- Location: Fez, Morocco
- Years active: 1994–present
- Website: fesfestival.com

= Fez Festival of World Sacred Music =

Annual music festival held in Fez, Morocco

The Fez Festival of World Sacred Music (Festival des Musiques Sacrées du Monde) is an annual music festival that is held for a week in Fez, Morocco. It was first held in 1994 and usually held over 10 days in early June. The festival includes concerts, debates, and joint performances of Muslim and Christian devotional music from artists from all over the world.

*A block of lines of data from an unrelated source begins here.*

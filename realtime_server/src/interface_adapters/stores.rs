// History store adapters: in-process for development and tests, PostgreSQL for deployments.

use crate::domain::{HistoryEntry, HistoryEvent, HistoryKind, HistoryStore, StoreError, UserId};

use async_trait::async_trait;
use sqlx::{PgPool, Row};
use std::sync::Arc;
use tokio::sync::Mutex;

// History kept in memory; lost on restart.
#[derive(Clone, Default)]
pub struct InMemoryHistoryStore {
    events: Arc<Mutex<Vec<HistoryEvent>>>,
}

impl InMemoryHistoryStore {
    pub fn new() -> Self {
        Self::default()
    }
}

#[async_trait]
impl HistoryStore for InMemoryHistoryStore {
    async fn save(&self, event: HistoryEvent) -> Result<(), StoreError> {
        let mut events = self.events.lock().await;
        events.push(event);
        Ok(())
    }

    async fn query(
        &self,
        local_id: UserId,
        remote_id: UserId,
    ) -> Result<Vec<HistoryEntry>, StoreError> {
        let mut matching: Vec<HistoryEvent> = {
            let events = self.events.lock().await;
            events
                .iter()
                .filter(|event| event.is_between(local_id, remote_id))
                .cloned()
                .collect()
        };
        // Stable sort keeps insertion order for equal timestamps.
        matching.sort_by_key(|event| event.timestamp);
        Ok(matching
            .into_iter()
            .map(|event| event.into_entry(local_id))
            .collect())
    }
}

// PostgreSQL-backed history store; schema lives in ./migrations.
#[derive(Clone)]
pub struct PostgresHistoryStore {
    pub db: PgPool,
}

impl PostgresHistoryStore {
    pub fn new(db: PgPool) -> Self {
        Self { db }
    }
}

fn to_db_id(id: UserId) -> Result<i64, StoreError> {
    i64::try_from(id).map_err(|_| StoreError::InvalidRecord(format!("id {id} out of range")))
}

fn from_db_u64(value: i64, field: &str) -> Result<u64, StoreError> {
    u64::try_from(value)
        .map_err(|_| StoreError::InvalidRecord(format!("negative {field}: {value}")))
}

impl From<sqlx::Error> for StoreError {
    fn from(e: sqlx::Error) -> Self {
        StoreError::Backend(e.to_string())
    }
}

#[async_trait]
impl HistoryStore for PostgresHistoryStore {
    async fn save(&self, event: HistoryEvent) -> Result<(), StoreError> {
        let time_stamp = i64::try_from(event.timestamp).map_err(|_| {
            StoreError::InvalidRecord(format!("timestamp {} out of range", event.timestamp))
        })?;

        sqlx::query(
            r#"
            INSERT INTO history_messages (local_id, remote_id, content, kind, time_stamp)
            VALUES ($1, $2, $3, $4, $5)
            "#,
        )
        .bind(to_db_id(event.local_id)?)
        .bind(to_db_id(event.remote_id)?)
        .bind(&event.content)
        .bind(event.kind.as_str())
        .bind(time_stamp)
        .execute(&self.db)
        .await?;

        Ok(())
    }

    async fn query(
        &self,
        local_id: UserId,
        remote_id: UserId,
    ) -> Result<Vec<HistoryEntry>, StoreError> {
        let rows = sqlx::query(
            r#"
            SELECT local_id, content, kind, time_stamp
            FROM history_messages
            WHERE (local_id = $1 AND remote_id = $2)
               OR (local_id = $2 AND remote_id = $1)
            ORDER BY time_stamp ASC, id ASC
            "#,
        )
        .bind(to_db_id(local_id)?)
        .bind(to_db_id(remote_id)?)
        .fetch_all(&self.db)
        .await?;

        rows.into_iter()
            .map(|row| -> Result<HistoryEntry, StoreError> {
                let owner: i64 = row.try_get("local_id")?;
                let kind: String = row.try_get("kind")?;
                let time_stamp: i64 = row.try_get("time_stamp")?;
                Ok(HistoryEntry {
                    message: row.try_get("content")?,
                    timestamp: from_db_u64(time_stamp, "time_stamp")?,
                    is_self: from_db_u64(owner, "local_id")? == local_id,
                    kind: HistoryKind::parse(&kind)
                        .ok_or_else(|| StoreError::InvalidRecord(format!("unknown kind {kind}")))?,
                })
            })
            .collect()
    }
}

#[cfg(test)]
mod tests {
    use super::*;

    #[tokio::test]
    async fn query_merges_both_directions_in_time_order() {
        let store = InMemoryHistoryStore::new();
        store
            .save(HistoryEvent::chat(2, 1, "second".to_string(), 200))
            .await
            .expect("save");
        store
            .save(HistoryEvent::chat(1, 2, "first".to_string(), 100))
            .await
            .expect("save");
        store
            .save(HistoryEvent::call_ended(1, 2, 1_000, 66_000))
            .await
            .expect("save");

        let entries = store.query(1, 2).await.expect("query");
        let messages: Vec<&str> = entries.iter().map(|e| e.message.as_str()).collect();
        assert_eq!(messages, vec!["first", "second", "Call duration: 00:01:05"]);
        assert!(entries[0].is_self);
        assert!(!entries[1].is_self);
        assert_eq!(entries[2].kind, HistoryKind::Video);

        let other_side = store.query(2, 1).await.expect("query");
        assert!(!other_side[0].is_self);
        assert!(other_side[1].is_self);
    }

    #[tokio::test]
    async fn query_excludes_unrelated_pairs() {
        let store = InMemoryHistoryStore::new();
        store
            .save(HistoryEvent::chat(1, 3, "elsewhere".to_string(), 10))
            .await
            .expect("save");
        store
            .save(HistoryEvent::callee_offline(3, 2, 20))
            .await
            .expect("save");

        assert!(store.query(1, 2).await.expect("query").is_empty());
    }

    #[test]
    fn ids_outside_bigint_range_are_rejected() {
        assert!(matches!(
            to_db_id(u64::MAX),
            Err(StoreError::InvalidRecord(_))
        ));
        assert_eq!(to_db_id(42).expect("in range"), 42);
        assert!(from_db_u64(-1, "local_id").is_err());
    }
}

According to Fawzi Sakkali, the former president of the festival, the goal of the event is to highlight Islam's multifaceted nature as a civilization encompassing philosophy, art, urbanism, architecture, and humanism. Furthermore, the festival seeks to foster dialogue between Western and North African scholars, artists, and writers on diverse topics related to the intersection of spirituality, society, and artistic expression and to promote better understanding between cultures and faiths through exposure to sacred music.

== History ==
The Fez Festival of World Sacred Music was established in 1994 by Faouzi Skali, a philanthropist and the president of the Spirit of Fez Foundation, with the goal of promoting unity among individuals of all races and religions through spiritual and humanitarian values, inspired by Andalusian principles. Skali believed that music, being a universal language, has the power to communicate with people from all walks of life.

The festival was canceled in 2020 and 2021 due to the COVID-19 pandemic.

In 2022, allegations arose against the festival organizers for allegedly barring the participation Tibetan musician Loten Namling following purported influence from the Chinese government. Namling, an activist and political refugee who resides in Switzerland, initially received an invitation to perform at the festival's opening event but subsequently received notice that his invitation had been revoked. It is suspected that the Chinese Embassy in Morocco may have intervened with the Moroccan Ministry of Foreign Affairs to prevent Namling from obtaining a visa.

Over the years, the festival has showcased artists such as Patti Smith, Kadim Al-Sahir, Youssou N'Dour, Sami Yusuf, Salif Keita, Ravi Shankar, Miriam Makeba, Björk, Joan Baez and Masters of Persian Music.